The new 3D solar cells capture photons from sunlight using an array of miniature "tower" structures that resemble high-rise buildings in a city street grid.

They trap light between their tower structures, which are about 100 microns tall, 40 microns by 40 microns square, 10 microns apart - and built from arrays containing millions of vertically-aligned carbon nanotubes. Conventional flat solar cells reflect a significant portion of the light that strikes them, reducing the amount of energy they absorb.

Because the tower structures can trap and absorb light received from many different angles, the new cells remain efficient even when the sun is not directly overhead. That could allow them to be used on spacecraft without the mechanical aiming systems that maintain a constant orientation to the sun, reducing weight and complexity - and improving reliability.

3D photovoltaic cells present multiple advantages: they absorb virtually all of the light that strikes them, their coatings can be made thinner, allowing the electrons to exit more quickly, thus increasing the rate at which absorbed photons are converted to electrons, as well as reduced size, weight and mechanical complexity.

"Our goal is to harvest every last photon that is available to our cells," said Jud Ready, a senior research engineer in the Electro-Optical Systems Laboratory at the Georgia Tech Research Institute (GTRI). "By capturing more of the light in our 3D structures, we can use much smaller photovoltaic arrays. On a satellite or other spacecraft, that would mean less weight and less space taken up with the PV system."

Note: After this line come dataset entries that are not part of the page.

use super::{CatalogStore, EventDimension, EventOrder, EventQuery};
use crate::error::{AppError, Result};
use crate::models::{
    CategoryRef, Event, Interaction, InteractionCount, InteractionEmbedding, InteractionType,
    PriceBucket, RecommendationImpression, SourceRef, User, UserPreferences, VenueRef,
};
use async_trait::async_trait;
use chrono::{DateTime, Utc};
use sqlx::types::Json;
use sqlx::PgPool;
use std::collections::HashMap;
use tracing::{debug, error, warn};
use uuid::Uuid;

const EVENT_SELECT: &str = r#"
    SELECT
        e.id,
        e.title,
        e.description,
        c.id AS category_id,
        c.name AS category_name,
        v.id AS venue_id,
        v.name AS venue_name,
        v.neighborhood,
        e.price_min::FLOAT8 AS price_min,
        e.price_max::FLOAT8 AS price_max,
        COALESCE(e.is_free, FALSE) AS is_free,
        e.tags,
        s.id AS source_id,
        s.name AS source_name,
        e.embedding::REAL[] AS embedding,
        e.starts_at
    FROM events e
    LEFT JOIN categories c ON c.id = e.category_id
    LEFT JOIN venues v ON v.id = e.venue_id
    LEFT JOIN sources s ON s.id = e.source_id
"#;

#[derive(Debug, sqlx::FromRow)]
struct EventRow {
    id: Uuid,
    title: String,
    description: Option<String>,
    category_id: Option<Uuid>,
    category_name: Option<String>,
    venue_id: Option<Uuid>,
    venue_name: Option<String>,
    neighborhood: Option<String>,
    price_min: Option<f64>,
    price_max: Option<f64>,
    is_free: bool,
    tags: Option<Vec<String>>,
    source_id: Option<Uuid>,
    source_name: Option<String>,
    embedding: Option<Vec<f32>>,
    starts_at: DateTime<Utc>,
}

impl From<EventRow> for Event {
    fn from(row: EventRow) -> Self {
        let category = match (row.category_id, row.category_name) {
            (Some(id), Some(name)) => Some(CategoryRef { id, name }),
            _ => None,
        };
        let venue = row.venue_id.map(|id| VenueRef {
            id,
            name: row.venue_name.unwrap_or_default(),
            neighborhood: row.neighborhood,
        });
        let source = match (row.source_id, row.source_name) {
            (Some(id), Some(name)) => Some(SourceRef { id, name }),
            _ => None,
        };

        Event {
            id: row.id,
            title: row.title,
            description: row.description,
            category,
            venue,
            price_min: row.price_min,
            price_max: row.price_max,
            is_free: row.is_free,
            tags: row.tags.unwrap_or_default(),
            source,
            embedding: row.embedding,
            starts_at: row.starts_at,
        }
    }
}

/// PostgreSQL + pgvector implementation of the catalog store.
///
/// Embeddings are exchanged as `REAL[]` and cast to `vector` inside the
/// query, so no pgvector client type is needed.
pub struct PgCatalogStore {
    pool: PgPool,
}

impl PgCatalogStore {
    pub fn new(pool: PgPool) -> Self {
        Self { pool }
    }

    async fn grouped_counts(
        &self,
        dimension: EventDimension,
        ids: Option<Vec<Uuid>>,
    ) -> Result<HashMap<String, i64>> {
        if dimension == EventDimension::PriceBucket {
            return self.price_bucket_counts(ids).await;
        }

        let sql = match dimension {
            EventDimension::Neighborhood => {
                r#"
                SELECT v.neighborhood, COUNT(*)
                FROM events e
                JOIN venues v ON v.id = e.venue_id
                WHERE v.neighborhood IS NOT NULL
                    AND ($1::UUID[] IS NULL OR e.id = ANY($1))
                GROUP BY v.neighborhood
                "#
            }
            _ => {
                r#"
                SELECT s.name, COUNT(*)
                FROM events e
                JOIN sources s ON s.id = e.source_id
                WHERE ($1::UUID[] IS NULL OR e.id = ANY($1))
                GROUP BY s.name
                "#
            }
        };

        let rows = sqlx::query_as::<_, (String, i64)>(sql)
            .bind(ids)
            .fetch_all(&self.pool)
            .await
            .map_err(|e| {
                error!("Failed to count events by {:?}: {}", dimension, e);
                AppError::Database(e.to_string())
            })?;

        Ok(rows.into_iter().collect())
    }

    async fn price_bucket_counts(&self, ids: Option<Vec<Uuid>>) -> Result<HashMap<String, i64>> {
        let rows = sqlx::query_as::<_, (Option<f64>, bool)>(
            r#"
            SELECT price_min::FLOAT8, COALESCE(is_free, FALSE)
            FROM events
            WHERE ($1::UUID[] IS NULL OR id = ANY($1))
            "#,
        )
        .bind(ids)
        .fetch_all(&self.pool)
        .await
        .map_err(|e| {
            error!("Failed to load event prices: {}", e);
            AppError::Database(e.to_string())
        })?;

        let mut counts = HashMap::new();
        for (price_min, is_free) in rows {
            let bucket = PriceBucket::classify(price_min, is_free);
            *counts.entry(bucket.as_str().to_string()).or_insert(0) += 1;
        }
        Ok(counts)
    }
}

fn parse_kind(raw: &str) -> Option<InteractionType> {
    match raw.parse::<InteractionType>() {
        Ok(kind) => Some(kind),
        Err(e) => {
            warn!("Skipping interaction row: {}", e);
            None
        }
    }
}

#[async_trait]
impl CatalogStore for PgCatalogStore {
    async fn fetch_user(&self, user_id: Uuid) -> Result<Option<User>> {
        let row = sqlx::query_as::<_, (Uuid, Option<Json<UserPreferences>>)>(
            "SELECT id, preferences FROM users WHERE id = $1",
        )
        .bind(user_id)
        .fetch_optional(&self.pool)
        .await
        .map_err(|e| {
            error!("Failed to fetch user {}: {}", user_id, e);
            AppError::Database(e.to_string())
        })?;

        Ok(row.map(|(id, preferences)| User {
            id,
            preferences: preferences.map(|Json(p)| p),
        }))
    }

    async fn fetch_event(&self, event_id: Uuid) -> Result<Option<Event>> {
        let sql = format!("{} WHERE e.id = $1", EVENT_SELECT);
        let row = sqlx::query_as::<_, EventRow>(&sql)
            .bind(event_id)
            .fetch_optional(&self.pool)
            .await
            .map_err(|e| {
                error!("Failed to fetch event {}: {}", event_id, e);
                AppError::Database(e.to_string())
            })?;

        Ok(row.map(Event::from))
    }

    async fn query_events(&self, query: &EventQuery) -> Result<Vec<Event>> {
        let sql = format!(
            r#"{}
            WHERE e.starts_at >= $1
                AND ($2::TIMESTAMPTZ IS NULL OR e.starts_at <= $2)
                AND (cardinality($3::TEXT[]) = 0 OR lower(c.name) = ANY($3))
                AND ($4::UUID IS NULL OR e.category_id = $4)
                AND ($5::FLOAT8 IS NULL OR COALESCE(e.is_free, FALSE) OR e.price_min <= $5)
                AND ($6::TEXT IS NULL OR lower(v.neighborhood) = lower($6))
                AND (NOT $7::BOOL OR COALESCE(e.is_free, FALSE))
                AND (cardinality($8::TEXT[]) = 0
                     OR EXISTS (SELECT 1 FROM unnest(e.tags) t WHERE lower(t) = ANY($8)))
                AND ($9::UUID[] IS NULL OR e.id = ANY($9))
                AND NOT (e.id = ANY($10::UUID[]))
                AND (NOT $11::BOOL OR e.embedding IS NOT NULL)
            ORDER BY (e.embedding <=> $12::REAL[]::vector) ASC NULLS LAST, e.starts_at ASC
            LIMIT $13
            "#,
            EVENT_SELECT
        );

        let target = match &query.order {
            EventOrder::StartsAt => None,
            EventOrder::DistanceTo(vector) => Some(vector.clone()),
        };

        let rows = sqlx::query_as::<_, EventRow>(&sql)
            .bind(query.starts_from)
            .bind(query.starts_until)
            .bind(&query.category_names)
            .bind(query.category_id)
            .bind(query.max_price_or_free)
            .bind(query.neighborhood.as_deref())
            .bind(query.free_only)
            .bind(&query.any_tags)
            .bind(query.only_ids.clone())
            .bind(&query.exclude_ids)
            .bind(query.require_embedding)
            .bind(target)
            .bind(query.limit as i64)
            .fetch_all(&self.pool)
            .await
            .map_err(|e| {
                error!("Failed to query events: {}", e);
                AppError::Database(e.to_string())
            })?;

        debug!("Event query returned {} rows", rows.len());
        Ok(rows.into_iter().map(Event::from).collect())
    }

    async fn interaction_counts(
        &self,
        since: Option<DateTime<Utc>>,
    ) -> Result<Vec<InteractionCount>> {
        let rows = sqlx::query_as::<_, (Uuid, String, i64)>(
            r#"
            SELECT event_id, kind, COUNT(*)
            FROM interactions
            WHERE ($1::TIMESTAMPTZ IS NULL OR occurred_at >= $1)
            GROUP BY event_id, kind
            "#,
        )
        .bind(since)
        .fetch_all(&self.pool)
        .await
        .map_err(|e| {
            error!("Failed to aggregate interactions: {}", e);
            AppError::Database(e.to_string())
        })?;

        Ok(rows
            .into_iter()
            .filter_map(|(event_id, kind, count)| {
                parse_kind(&kind).map(|kind| InteractionCount {
                    event_id,
                    kind,
                    count,
                })
            })
            .collect())
    }

    async fn interactions_since(
        &self,
        since: DateTime<Utc>,
        kinds: &[InteractionType],
    ) -> Result<Vec<Interaction>> {
        let kinds: Vec<&str> = kinds.iter().map(InteractionType::as_str).collect();
        let rows = sqlx::query_as::<
            _,
            (Uuid, Uuid, String, DateTime<Utc>, Option<serde_json::Value>),
        >(
            r#"
            SELECT user_id, event_id, kind, occurred_at, context
            FROM interactions
            WHERE occurred_at >= $1 AND kind = ANY($2)
            "#,
        )
        .bind(since)
        .bind(&kinds)
        .fetch_all(&self.pool)
        .await
        .map_err(|e| {
            error!("Failed to load interactions: {}", e);
            AppError::Database(e.to_string())
        })?;

        Ok(rows
            .into_iter()
            .filter_map(|(user_id, event_id, kind, occurred_at, context)| {
                parse_kind(&kind).map(|kind| Interaction {
                    user_id,
                    event_id,
                    kind,
                    occurred_at,
                    context,
                })
            })
            .collect())
    }

    async fn user_interaction_embeddings(
        &self,
        user_id: Uuid,
    ) -> Result<Vec<InteractionEmbedding>> {
        let rows = sqlx::query_as::<_, (Uuid, String, Vec<f32>)>(
            r#"
            SELECT i.event_id, i.kind, e.embedding::REAL[]
            FROM interactions i
            JOIN events e ON e.id = i.event_id
            WHERE i.user_id = $1 AND e.embedding IS NOT NULL
            "#,
        )
        .bind(user_id)
        .fetch_all(&self.pool)
        .await
        .map_err(|e| {
            error!("Failed to load interaction history for {}: {}", user_id, e);
            AppError::Database(e.to_string())
        })?;

        Ok(rows
            .into_iter()
            .filter_map(|(event_id, kind, embedding)| {
                parse_kind(&kind).map(|kind| InteractionEmbedding {
                    event_id,
                    kind,
                    embedding,
                })
            })
            .collect())
    }

    async fn count_events(&self) -> Result<i64> {
        sqlx::query_scalar::<_, i64>("SELECT COUNT(*) FROM events")
            .fetch_one(&self.pool)
            .await
            .map_err(|e| {
                error!("Failed to count events: {}", e);
                AppError::Database(e.to_string())
            })
    }

    async fn event_categories(&self, ids: &[Uuid]) -> Result<HashMap<Uuid, Option<Uuid>>> {
        if ids.is_empty() {
            return Ok(HashMap::new());
        }

        let rows = sqlx::query_as::<_, (Uuid, Option<Uuid>)>(
            "SELECT id, category_id FROM events WHERE id = ANY($1)",
        )
        .bind(ids)
        .fetch_all(&self.pool)
        .await
        .map_err(|e| {
            error!("Failed to load event categories: {}", e);
            AppError::Database(e.to_string())
        })?;

        Ok(rows.into_iter().collect())
    }

    async fn catalog_counts_by(&self, dimension: EventDimension) -> Result<HashMap<String, i64>> {
        self.grouped_counts(dimension, None).await
    }

    async fn counts_by_for_events(
        &self,
        dimension: EventDimension,
        ids: &[Uuid],
    ) -> Result<HashMap<String, i64>> {
        if ids.is_empty() {
            return Ok(HashMap::new());
        }
        self.grouped_counts(dimension, Some(ids.to_vec())).await
    }

    async fn impressions_since(
        &self,
        since: Option<DateTime<Utc>>,
    ) -> Result<Vec<RecommendationImpression>> {
        let rows = sqlx::query_as::<
            _,
            (Uuid, Uuid, Json<Vec<serde_json::Value>>, String, DateTime<Utc>),
        >(
            r#"
            SELECT id, user_id, event_ids, recommendation_type, shown_at
            FROM recommendation_impressions
            WHERE ($1::TIMESTAMPTZ IS NULL OR shown_at >= $1)
            ORDER BY shown_at ASC
            "#,
        )
        .bind(since)
        .fetch_all(&self.pool)
        .await
        .map_err(|e| {
            error!("Failed to load impressions: {}", e);
            AppError::Database(e.to_string())
        })?;

        Ok(rows
            .into_iter()
            .map(|(id, user_id, Json(raw_ids), recommendation_type, shown_at)| {
                let event_ids = raw_ids
                    .iter()
                    .filter_map(|value| {
                        let parsed = value.as_str().and_then(|s| Uuid::parse_str(s).ok());
                        if parsed.is_none() {
                            warn!("Impression {} has a malformed event id: {}", id, value);
                        }
                        parsed
                    })
                    .collect();

                RecommendationImpression {
                    id,
                    user_id,
                    event_ids,
                    recommendation_type,
                    shown_at,
                }
            })
            .collect())
    }

    async fn append_impression(&self, impression: &RecommendationImpression) -> Result<()> {
        let event_ids: Vec<String> = impression.event_ids.iter().map(Uuid::to_string).collect();

        sqlx::query(
            r#"
            INSERT INTO recommendation_impressions (id, user_id, event_ids, recommendation_type, shown_at)
            VALUES ($1, $2, $3, $4, $5)
            "#,
        )
        .bind(impression.id)
        .bind(impression.user_id)
        .bind(Json(event_ids))
        .bind(&impression.recommendation_type)
        .bind(impression.shown_at)
        .execute(&self.pool)
        .await
        .map_err(|e| {
            error!("Failed to record impression for {}: {}", impression.user_id, e);
            AppError::Database(e.to_string())
        })?;

        Ok(())
    }
}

However, there are still some technical issues, like their ability to survive launch and operation in space, and the fact that production techniques will have to scaled up from the current two-inch laboratory prototypes.

But the cells could find near-term applications for powering spacecraft, and by enabling efficiency improvements in photovoltaic coating materials, could also change the way solar cells are designed for a broad range of applications.